Source records Block Start

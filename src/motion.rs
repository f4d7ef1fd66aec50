//! The motion catalog.
//!
//! Every motion has the same shape: it receives the parsed fragment and a
//! flag saying whether an operator is consuming it, and answers with the span
//! it covers, or `None` when it cannot move. Standalone use only cares about
//! `end`; operators get a range normalized to `beg <= end` by the caller.
//!
//! Several motions are line-wise only in some positions (`$` with a count
//! from the indent, `{`/`}` from at-or-before the first non-blank, `%` when
//! both delimiters sit alone at their line ends). That non-orthogonality is
//! the command language, not an accident; resist the urge to regularize it.

use crate::buffer::{Buffer, Mark};
use crate::cmd::Cmd;
use crate::editor::Editor;

/// A motion result: a half-open rune range plus the line-mode flag that
/// changes how yank and delete treat it.
#[derive(Clone, Copy, PartialEq, Eq, Debug)]
pub struct Span {
	pub beg: usize,
	pub end: usize,
	pub linewise: bool,
}

impl Span {
	fn to(beg: usize, end: usize) -> Self {
		Self { beg, end, linewise: false }
	}

	fn order(&mut self) {
		if self.end < self.beg {
			std::mem::swap(&mut self.beg, &mut self.end);
		}
	}

	/// Stretch the span to whole lines, trailing newline included.
	fn extend_lines(&mut self, buf: &Buffer) {
		self.order();
		self.beg = buf.bol(self.beg);
		self.end = (buf.eol(self.end) + 1).min(buf.len());
		self.linewise = true;
	}
}

/// The `w`/`e`/`b` word alphabet: ASCII alphanumerics, underscore, and the
/// latin-1 block 0xC0..0xFF. The latter is a crude "alphabetic above ASCII";
/// it is kept as is rather than silently widened to full Unicode.
fn is_word(ch: char) -> bool {
	ch.is_ascii_alphanumeric() || ch == '_' || ('\u{c0}'..='\u{ff}').contains(&ch)
}

fn is_blank(ch: char) -> bool {
	ch == ' ' || ch == '\t'
}

/// `h` and `l`: horizontal movement within the line.
///
/// `h` fails on column 0. Standalone `l` refuses to land on the newline but
/// keeps whatever ground it covered before failing; as an operand it may take
/// the newline with it.
pub fn m_hl(ed: &mut Editor, as_op: bool, c: &Cmd) -> Option<Span> {
	let cu = ed.win.cursor;
	let count = c.count.max(1) as usize;
	if c.chr == b'h' {
		let col = ed.win.buf.col_of(cu);
		if col == 0 {
			return None;
		}
		return Some(Span::to(cu, cu - col.min(count)));
	}
	if as_op {
		let mut end = cu;
		for _ in 0..count {
			if end >= ed.win.buf.len() {
				break;
			}
			let ch = ed.win.buf.rune_at(end);
			end += 1;
			if ch == '\n' {
				break;
			}
		}
		return Some(Span::to(cu, end));
	}
	let mut at = cu;
	for _ in 0..count {
		if ed.win.buf.rune_at(at + 1) == '\n' {
			ed.win.cursor = at;
			return None;
		}
		at += 1;
	}
	Some(Span::to(cu, at))
}

/// `j` and `k`: vertical movement keeping the column.
pub fn m_jk(ed: &mut Editor, as_op: bool, c: &Cmd) -> Option<Span> {
	let buf = &ed.win.buf;
	let cu = ed.win.cursor;
	let count = c.count.max(1) as usize;
	let line = buf.line_of(cu);
	let target = if c.chr == b'k' {
		if count > line {
			return None;
		}
		line - count
	} else {
		let t = line + count;
		if t > buf.last_line() {
			return None;
		}
		t
	};
	let dest = buf.pos_at(target, buf.col_of(cu))?;
	let mut m = Span::to(cu, dest);
	if as_op {
		m.extend_lines(buf);
	}
	Some(m)
}

/// `t`/`T`/`f`/`F`: rune search within the current line. Lowercase goes
/// forward, `t`/`T` stop one short of the target. Remembered for `;`/`,`.
pub fn m_find(ed: &mut Editor, as_op: bool, c: &Cmd) -> Option<Span> {
	let target = c.arg?.char()?;
	if !ed.find.locked {
		ed.find.chr = c.chr;
		ed.find.arg = c.arg;
	}
	let buf = &ed.win.buf;
	let cu = ed.win.cursor;
	let forward = c.chr.is_ascii_lowercase();
	let mut at = cu;
	for _ in 0..c.count.max(1) {
		loop {
			if forward {
				at += 1;
			} else {
				if at == 0 {
					return None;
				}
				at -= 1;
			}
			let ch = buf.rune_at(at);
			if ch == '\n' {
				return None;
			}
			if ch == target {
				break;
			}
		}
	}
	let landing = match c.chr {
		b't' => at - 1,
		b'T' => at + 1,
		_ => at,
	};
	let end = if as_op && forward { landing + 1 } else { landing };
	Some(Span::to(cu, end))
}

/// `;` and `,`: replay the last rune search, `,` with the direction flipped
/// by toggling the case bit of the stored command.
pub fn m_findrep(ed: &mut Editor, as_op: bool, c: &Cmd) -> Option<Span> {
	if ed.find.chr == 0 {
		return None;
	}
	let mut chr = ed.find.chr;
	if c.chr == b',' {
		chr ^= 0x20;
	}
	let cmd = Cmd { count: c.count, chr, arg: ed.find.arg };
	ed.find.locked = true;
	let m = m_find(ed, as_op, &cmd);
	ed.find.locked = false;
	m
}

/// `0` and `^`: start of line, first non-blank. Standalone use fails when
/// there is nowhere to go.
pub fn m_bol(ed: &mut Editor, as_op: bool, c: &Cmd) -> Option<Span> {
	let buf = &ed.win.buf;
	let cu = ed.win.cursor;
	let dest = if c.chr == b'^' {
		buf.first_nonblank(cu)
	} else {
		buf.bol(cu)
	};
	if !as_op && dest == cu {
		return None;
	}
	Some(Span::to(cu, dest))
}

/// `$`: end of line, or of the count-th following line. Takes the newline
/// along as an operand (or when the cursor already sits on one), and turns
/// line-wise when a counted `$` starts at or before the indent.
pub fn m_eol(ed: &mut Editor, as_op: bool, c: &Cmd) -> Option<Span> {
	let buf = &ed.win.buf;
	let cu = ed.win.cursor;
	let count = c.count.max(1) as usize;
	let line = buf.line_of(cu);
	let target = line + count - 1;
	if target > buf.last_line() {
		return None;
	}
	let end = buf.eol(buf.line_start(target)?);
	let mut m = Span::to(cu, end);
	if count > 1 && cu <= buf.first_nonblank(cu) {
		m.extend_lines(buf);
	} else if as_op || buf.rune_at(cu) == '\n' {
		m.end = (end + 1).min(buf.len());
	}
	Some(m)
}

/// `_`: the current line (and count-1 more below), landing on the first
/// non-blank. Doubled operators resolve to this motion.
pub fn m_line(ed: &mut Editor, as_op: bool, c: &Cmd) -> Option<Span> {
	let buf = &ed.win.buf;
	let cu = ed.win.cursor;
	let count = c.count.max(1) as usize;
	let target = buf.line_of(cu) + count - 1;
	if target > buf.last_line() {
		return None;
	}
	let start = buf.line_start(target)?;
	if as_op {
		let mut m = Span::to(cu, start);
		m.extend_lines(buf);
		return Some(m);
	}
	Some(Span::to(cu, buf.first_nonblank(start)))
}

/// `w`/`W`/`e`/`E`: forward to the next word start or end. Lowercase words
/// are runs of the word alphabet, uppercase words are runs of non-blanks.
/// As an operand the final iteration will not cross a trailing newline.
pub fn m_word(ed: &mut Editor, as_op: bool, c: &Cmd) -> Option<Span> {
	let buf = &ed.win.buf;
	let cu = ed.win.cursor;
	let pred: fn(char) -> bool = if c.chr.is_ascii_lowercase() {
		is_word
	} else {
		|ch| !ch.is_whitespace()
	};
	let to_end = matches!(c.chr, b'e' | b'E');
	let count = c.count.max(1) as usize;
	let len = buf.len();
	let mut at = cu;
	for i in 0..count {
		let final_step = i + 1 == count;
		if to_end {
			at += 1;
			while !pred(buf.rune_at(at)) {
				if at >= len {
					return None;
				}
				at += 1;
			}
			while pred(buf.rune_at(at + 1)) {
				at += 1;
			}
		} else {
			while pred(buf.rune_at(at)) {
				at += 1;
			}
			while !pred(buf.rune_at(at)) {
				if at >= len || (as_op && final_step && buf.rune_at(at) == '\n') {
					break;
				}
				at += 1;
			}
		}
	}
	let end = if to_end && as_op { at + 1 } else { at };
	if end == cu {
		return None;
	}
	Some(Span::to(cu, end.min(len)))
}

/// `b`/`B`: backward to a word start, symmetric to `w`/`W`.
pub fn m_back(ed: &mut Editor, _as_op: bool, c: &Cmd) -> Option<Span> {
	let buf = &ed.win.buf;
	let cu = ed.win.cursor;
	let pred: fn(char) -> bool = if c.chr == b'b' {
		is_word
	} else {
		|ch| !ch.is_whitespace()
	};
	let mut at = cu;
	for _ in 0..c.count.max(1) {
		if at == 0 {
			return None;
		}
		at -= 1;
		while !pred(buf.rune_at(at)) {
			if at == 0 {
				return None;
			}
			at -= 1;
		}
		while at > 0 && pred(buf.rune_at(at - 1)) {
			at -= 1;
		}
	}
	Some(Span::to(cu, at))
}

#[derive(Clone, Copy, PartialEq, Eq, Debug)]
enum LineType {
	Blank,
	FormFeed,
	Text,
}

fn line_type(buf: &Buffer, line: usize) -> LineType {
	let Some(start) = buf.line_start(line) else {
		return LineType::Blank;
	};
	match buf.rune_at(buf.first_nonblank(start)) {
		'\n' => LineType::Blank,
		'\u{c}' => LineType::FormFeed,
		_ => LineType::Text,
	}
}

/// `{` and `}`: paragraph boundaries. A paragraph is a run of text lines;
/// blank and form-feed lines separate them. Line-wise (begin side only) when
/// the cursor starts at or before the first non-blank of its line.
pub fn m_par(ed: &mut Editor, as_op: bool, c: &Cmd) -> Option<Span> {
	let buf = &ed.win.buf;
	let cu = ed.win.cursor;
	let last = buf.last_line();
	let mut ln = buf.line_of(cu);
	let fwd = c.chr == b'}';
	for _ in 0..c.count.max(1) {
		if fwd {
			while ln <= last && line_type(buf, ln) != LineType::Text {
				ln += 1;
			}
			while ln <= last && line_type(buf, ln) == LineType::Text {
				ln += 1;
			}
		} else {
			while ln > 0 && line_type(buf, ln) != LineType::Text {
				ln -= 1;
			}
			while ln > 0 && line_type(buf, ln) == LineType::Text {
				ln -= 1;
			}
		}
	}
	let dest = if ln > last {
		buf.len()
	} else {
		buf.line_start(ln)?
	};
	if !as_op && dest == cu {
		return None;
	}
	let mut m = Span::to(cu, dest);
	if as_op && cu <= buf.first_nonblank(cu) {
		m.order();
		m.beg = buf.bol(m.beg);
		m.linewise = true;
	}
	Some(m)
}

fn delim_mate(ch: char) -> Option<(char, bool)> {
	match ch {
		'<' => Some(('>', true)),
		'{' => Some(('}', true)),
		'(' => Some((')', true)),
		'[' => Some((']', true)),
		'>' => Some(('<', false)),
		'}' => Some(('{', false)),
		')' => Some(('(', false)),
		']' => Some(('[', false)),
		_ => None,
	}
}

/// `%`: match the first delimiter at or after the cursor on this line
/// against its mate. Running off either end of the text is failure. As an
/// operand the pair is taken inclusively, and the span turns line-wise when
/// both endpoints have nothing but blanks on their outer side of the line.
pub fn m_match(ed: &mut Editor, as_op: bool, _c: &Cmd) -> Option<Span> {
	let buf = &ed.win.buf;
	let cu = ed.win.cursor;
	let mut at = cu;
	let (mate, fwd) = loop {
		let ch = buf.rune_at(at);
		if ch == '\n' {
			return None;
		}
		if let Some(m) = delim_mate(ch) {
			break m;
		}
		at += 1;
	};
	let delim = buf.rune_at(at);
	let mut depth = 1i32;
	let mut p = at;
	let other = loop {
		if fwd {
			p += 1;
			if p >= buf.len() {
				return None;
			}
		} else {
			if p == 0 {
				return None;
			}
			p -= 1;
		}
		let ch = buf.rune_at(p);
		if ch == delim {
			depth += 1;
		} else if ch == mate {
			depth -= 1;
			if depth == 0 {
				break p;
			}
		}
	};
	if !as_op {
		return Some(Span::to(cu, other));
	}
	let (lo, hi) = if other < cu { (other, cu) } else { (cu, other) };
	let mut m = Span { beg: lo, end: hi + 1, linewise: false };
	let beg_clear = (buf.bol(m.beg)..m.beg).all(|i| is_blank(buf.rune_at(i)));
	let end_clear = (m.end..buf.eol(m.end)).all(|i| is_blank(buf.rune_at(i)));
	if beg_clear && end_clear {
		m.extend_lines(buf);
	}
	Some(m)
}

/// `G`: go to a line by number, or to limbo when no count was given.
pub fn m_gotoline(ed: &mut Editor, as_op: bool, c: &Cmd) -> Option<Span> {
	let buf = &ed.win.buf;
	let cu = ed.win.cursor;
	let dest = if c.count == 0 {
		buf.len()
	} else {
		let target = (c.count - 1) as usize;
		if target > buf.last_line() {
			return None;
		}
		buf.line_start(target)?
	};
	let mut m = Span::to(cu, dest);
	if as_op {
		m.extend_lines(buf);
	}
	Some(m)
}

/// `H`, `M`, `L`: top, middle, bottom of the visible lines.
pub fn m_vis(ed: &mut Editor, as_op: bool, c: &Cmd) -> Option<Span> {
	let l = ed.win.line_starts();
	let nl = l.len();
	if nl == 0 {
		return None;
	}
	let count = c.count.max(1) as usize;
	let dest = match c.chr {
		b'H' => {
			if count > nl {
				return None;
			}
			l[count - 1]
		}
		b'L' => {
			if count > nl {
				return None;
			}
			l[nl - count]
		}
		_ => l[nl / 2],
	};
	let mut m = Span::to(ed.win.cursor, dest);
	if as_op {
		m.extend_lines(&ed.win.buf);
	}
	Some(m)
}

/// `'` and `` ` ``: jump to a mark. `'` is line-wise and lands on the first
/// non-blank of the marked line; the backquote goes to the exact offset.
pub fn m_mark(ed: &mut Editor, as_op: bool, c: &Cmd) -> Option<Span> {
	let buf = &ed.win.buf;
	let pos = buf.mark_get(Mark::Name(c.arg?))?;
	let cu = ed.win.cursor;
	if c.chr == b'`' {
		return Some(Span::to(cu, pos));
	}
	let mut m = Span::to(cu, buf.first_nonblank(pos));
	if as_op {
		m.extend_lines(buf);
	}
	Some(m)
}

/// `n` and `N`: hand the current selection (or the anonymous yank) to the
/// host's literal search. `N` looks the other way. Wraps around limbo.
pub fn m_search(ed: &mut Editor, as_op: bool, c: &Cmd) -> Option<Span> {
	let needle: Vec<char> = {
		let buf = &ed.win.buf;
		match (buf.mark_get(Mark::SelBeg), buf.mark_get(Mark::SelEnd)) {
			(Some(b), Some(e)) if b < e => buf.slice(b, e),
			_ => ed.yanks.anon().runes.clone(),
		}
	};
	if needle.is_empty() {
		return None;
	}
	let cu = ed.win.cursor;
	let reverse = c.chr == b'N';
	for _ in 0..c.count.max(1) {
		if !ed.host.look(&mut ed.win, &needle, reverse) {
			ed.win.cursor = cu;
			return None;
		}
	}
	let hit = ed.win.cursor;
	ed.win.cursor = cu;
	let mut m = Span::to(cu, hit);
	if as_op {
		m.extend_lines(&ed.win.buf);
	}
	Some(m)
}

/// `/` as an operand: the region between the selection marks. Standalone use
/// (or any count but one) fails.
pub fn m_sel(ed: &mut Editor, as_op: bool, c: &Cmd) -> Option<Span> {
	if !as_op || c.count != 1 {
		return None;
	}
	let buf = &ed.win.buf;
	let beg = buf.mark_get(Mark::SelBeg)?;
	let end = buf.mark_get(Mark::SelEnd)?;
	if beg >= end {
		return None;
	}
	Some(Span { beg, end, linewise: false })
}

Source records Block End

What to produce
The entries above hold a line with "ch.is_ascii_alphanumeric() || ch" and a later line with "if ed.win.buf.rune_at(at +". Write out exactly those lines and all lines between, nothing more.

Exercise output
	ch.is_ascii_alphanumeric() || ch == '_' || ('\u{c0}'..='\u{ff}').contains(&ch)
}

fn is_blank(ch: char) -> bool {
	ch == ' ' || ch == '\t'
}

/// `h` and `l`: horizontal movement within the line.
///
/// `h` fails on column 0. Standalone `l` refuses to land on the newline but
/// keeps whatever ground it covered before failing; as an operand it may take
/// the newline with it.
pub fn m_hl(ed: &mut Editor, as_op: bool, c: &Cmd) -> Option<Span> {
	let cu = ed.win.cursor;
	let count = c.count.max(1) as usize;
	if c.chr == b'h' {
		let col = ed.win.buf.col_of(cu);
		if col == 0 {
			return None;
		}
		return Some(Span::to(cu, cu - col.min(count)));
	}
	if as_op {
		let mut end = cu;
		for _ in 0..count {
			if end >= ed.win.buf.len() {
				break;
			}
			let ch = ed.win.buf.rune_at(end);
			end += 1;
			if ch == '\n' {
				break;
			}
		}
		return Some(Span::to(cu, end));
	}
	let mut at = cu;
	for _ in 0..count {
		if ed.win.buf.rune_at(at + 1) == '\n' {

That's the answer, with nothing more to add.